I wrote my first poem to Mary Lou in 1955 when I was in second grade. I saw her as an angel with a ponytail, a Venus in pumps and bobby socks, the future mother of my children and recipient of the bacon I would bring home as father of our big family. Or, at the very least, a girl I could talk to without her boyfriend Hank hanging around, making me feel like a misplaced traffic cone. To impress Mary Lou in the winter of 1956, after a big snowstorm during which I had seen her walk in the footprints post-holed into the snow by Hank, I wrote:
The deepest footprint in the snow, will fill or melt, just let it go.
The “footprint in the snow” was, of course, meant to be Hank, a kid who was probably handsome and clever. I hoped Mary Lou would let him go in favor of myself, a better choice to walk her home in the snow, carrying her books after school. She read the poem and came to me and smiled. Yes, the poem worked – either that, or Hank’s favor faded coincident with the poem – and when Mary Lou let me hold her hand one afternoon on the slow walk home carrying her books, I followed with another poem,
There is something in a human touch, that matters very much.
After receiving this poem, Mary Lou kissed me, and later went behind a chair and pulled down her underpants, gifting me with a fledgling glimpse of the Promised Land. This is when I realized that the main reason for writing poems was to gain favors with girls. Indeed, all through middle school, high school and my one year of college, I found that writing poems and letters and essays – and yes, even novels – was the quickest way to win female affections. I even went steady with a cheerleader, Rhonda, who was going out with the quarterback of the football team, Tiger. She left him for me because of one of my poems, which had a lot of gibberish I’ve since forgotten, but I will never forget the last line:
If Autumn comes April and aging is young, Hickory Dickory, what have I done?
At the time, it came as a total surprise to me (and no less so to Tiger) that I could win the heart of a cheerleader with a poem, a simple arrangement of nonsensical words that didn’t seem nearly as difficult, daring or downright romantic as the prowess of a muscled hunk of a man capable of throwing a pear shaped ball with remarkable precision that might even harken back to the days when humans were hunter-gatherers, and spear-chucking skills put food on the table, contributing directly to human fitness as a species. But the right poem had an ineffable charm, a catchy way about it that was irresistible. I had to admit in the case of Rhonda that the poem was mightier than the football. The more poems I wrote to Rhonda, the closer I ventured to the Promised Land. The poem that ushered me into the Promised Land will forever be interred in my private Vault of Love, except to say that it began, Your hair, not like silk which is too quickly slick, but like the simple sway of seeding summer grasses …

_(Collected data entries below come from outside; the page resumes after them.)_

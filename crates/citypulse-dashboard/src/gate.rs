//! Static allow-lists that decide whether a section is attempted at all.

use std::collections::HashSet;

use citypulse_core::names;

/// Spanish cities the events provider reliably covers.
pub const SPANISH_EVENT_CITIES: &[&str] = &[
    "Madrid",
    "Barcelona",
    "Valencia",
    "Sevilla",
    "Zaragoza",
    "Málaga",
    "Murcia",
    "Palma",
    "Las Palmas de Gran Canaria",
    "Bilbao",
    "Alicante",
    "Córdoba",
    "Valladolid",
    "Vigo",
    "Gijón",
    "Hospitalet de Llobregat",
    "Vitoria",
    "Granada",
    "A Coruña",
    "Elche",
    "Oviedo",
    "Terrassa",
    "Badalona",
    "Cartagena",
    "Jerez de la Frontera",
    "Sabadell",
    "Santa Cruz de Tenerife",
    "Pamplona",
    "Almería",
    "Leganés",
    "Fuenlabrada",
    "Santander",
    "Burgos",
    "Albacete",
    "Castellón de la Plana",
    "Alcalá de Henares",
    "Getafe",
    "Salamanca",
    "Logroño",
    "San Sebastián",
    "Badajoz",
    "Huelva",
    "Lleida",
    "Tarragona",
    "Marbella",
    "León",
    "Cádiz",
    "Dos Hermanas",
    "Torrejón de Ardoz",
    "Parla",
    "Reus",
    "Mataró",
    "Alcorcón",
    "Toledo",
    "Girona",
    "Ávila",
    "Cáceres",
    "Segovia",
    "Cuenca",
    "Jaén",
    "Guadalajara",
    "Ourense",
    "Palencia",
    "Zamora",
];

/// Membership test over folded city names.
#[derive(Debug, Clone)]
pub struct CityGate {
    allowed: HashSet<String>,
}

impl CityGate {
    pub fn new<I, S>(cities: I) -> Self
    where
        I: IntoIterator<Item = S>,
        S: AsRef<str>,
    {
        Self {
            allowed: cities
                .into_iter()
                .map(|city| names::fold(city.as_ref()))
                .filter(|key| !key.is_empty())
                .collect(),
        }
    }

    pub fn spanish_event_cities() -> Self {
        Self::new(SPANISH_EVENT_CITIES)
    }

    /// True when `city` folds to an allowed name; accents and case are ignored.
    pub fn allows(&self, city: &str) -> bool {
        self.allowed.contains(&names::fold(city))
    }

    pub fn len(&self) -> usize {
        self.allowed.len()
    }

    pub fn is_empty(&self) -> bool {
        self.allowed.is_empty()
    }
}
//! Air-quality index to display tier.

use std::fmt;

/// Display tier for the provider's 1-5 air-quality index.
///
/// Values outside 1-5 map to `Unknown` instead of being left unstyled.
#[derive(Debug, Clone, Copy, PartialEq, Eq, Hash)]
pub enum AqiTier {
    Good,
    Fair,
    Moderate,
    Poor,
    VeryPoor,
    Unknown,
}

/// Foreground and background colours for a tier, as hex.
#[derive(Debug, Clone, Copy, PartialEq, Eq)]
pub struct TierColors {
    pub foreground: &'static str,
    pub background: &'static str,
}

impl AqiTier {
    pub fn from_index(index: u8) -> Self {
        match index {
            1 => Self::Good,
            2 => Self::Fair,
            3 => Self::Moderate,
            4 => Self::Poor,
            5 => Self::VeryPoor,
            _ => Self::Unknown,
        }
    }

    pub fn label(&self) -> &'static str {
        match self {
            Self::Good => "Good",
            Self::Fair => "Fair",
            Self::Moderate => "Moderate",
            Self::Poor => "Poor",
            Self::VeryPoor => "Very poor",
            Self::Unknown => "Unknown",
        }
    }

    pub fn colors(&self) -> TierColors {
        let (foreground, background) = match self {
            Self::Good => ("#16a34a", "#dcfce7"),
            Self::Fair => ("#ca8a04", "#fef9c3"),
            Self::Moderate => ("#ea580c", "#ffedd5"),
            Self::Poor => ("#dc2626", "#fee2e2"),
            Self::VeryPoor => ("#9333ea", "#f3e8ff"),
            Self::Unknown => ("#4b5563", "#f3f4f6"),
        };
        TierColors {
            foreground,
            background,
        }
    }
}

impl fmt::Display for AqiTier {
    fn fmt(&self, f: &mut fmt::Formatter<'_>) -> fmt::Result {
        f.write_str(self.label())
    }
}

It is a fact that women read more than men and I believe women are more impressed with the written word than are men. Women read books, magazines, letters. Men, on the other hand, watch moving pictures. Or glossy pictures. So a man who writes increases his chances of enjoying female companionship and affections, and also of finding a good mate by the simple virtue of understanding that the way to a woman’s heart can be found with words.

In the 1960s, my poems such as In a town where one shot kills everyone, what right has anyone to a gun … were every bit as romantic as Dylan’s Lay lady lay …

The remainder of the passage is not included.